Leclercq Mathieu, Ruellas Antonio, Gurgel Marcela, Yatabe Marilia, Bianchi Jonas, Cevidanes Lucia, Styner Martin, Paniagua Beatriz, Prieto Juan Carlos
University of North Carolina, Chapel Hill, United States.
University of Michigan, Ann Arbor, United States.
Proc IEEE Int Symp Biomed Imaging. 2023 Apr;2023. doi: 10.1109/isbi53787.2023.10230397. Epub 2023 Sep 1.

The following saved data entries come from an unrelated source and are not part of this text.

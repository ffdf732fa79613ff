//! Typed lengths. Layout happens in millimetres ([Mm]) measured from the top-left
//! corner of the page; PDF content streams and font sizes use points ([Pt]).

use derive_more::{Add, AddAssign, Deref, Display, Div, From, Into, Mul, MulAssign, Sub, SubAssign, Sum};

const POINTS_PER_MM: f32 = 72.0 / 25.4;

/// A length in millimetres
#[derive(
    Debug,
    Default,
    Copy,
    Clone,
    PartialEq,
    PartialOrd,
    Add,
    AddAssign,
    Sub,
    SubAssign,
    Mul,
    MulAssign,
    Div,
    Sum,
    Deref,
    Display,
    From,
    Into,
)]
#[display("{_0}mm")]
pub struct Mm(pub f32);

/// A length in PostScript points (1/72 inch). Font sizes are always expressed in points.
#[derive(
    Debug,
    Default,
    Copy,
    Clone,
    PartialEq,
    PartialOrd,
    Add,
    AddAssign,
    Sub,
    SubAssign,
    Mul,
    MulAssign,
    Div,
    Sum,
    Deref,
    Display,
    From,
    Into,
)]
#[display("{_0}pt")]
pub struct Pt(pub f32);

impl Mm {
    pub fn is_finite(self) -> bool {
        self.0.is_finite()
    }

    /// The larger of two lengths
    pub fn max(self, other: Mm) -> Mm {
        Mm(self.0.max(other.0))
    }
}

impl From<Pt> for Mm {
    fn from(pt: Pt) -> Self {
        Mm(pt.0 / POINTS_PER_MM)
    }
}

impl From<Mm> for Pt {
    fn from(mm: Mm) -> Self {
        Pt(mm.0 * POINTS_PER_MM)
    }
}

In this paper, we present a deep learning-based method for surface segmentation. This technique consists of acquiring 2D views and extracting features from the surface such as the normal vectors. The rendered images are analyzed with a 2D convolutional neural network, such as a UNET. We test our method in a dental application for the segmentation of dental crowns. The neural network is trained for multi-class segmentation, using image labels as ground truth. A 5-fold cross-validation was performed, and the segmentation task achieved an average Dice of 0.97, sensitivity of 0.98 and precision of 0.98. Our method and algorithms are available as a 3DSlicer extension.
在本文中,我们提出了一种基于深度学习的表面分割方法。该技术包括获取二维视图并从表面提取诸如法向量等特征。使用二维卷积神经网络(如UNET)对渲染图像进行分析。我们在牙科应用中测试了我们的方法,用于牙冠分割。使用图像标签作为真实值对神经网络进行多类分割训练。进行了五折交叉验证,分割任务的平均骰子系数为0.97,灵敏度为0.98,精度为0.98。我们的方法和算法可作为3DSlicer扩展使用。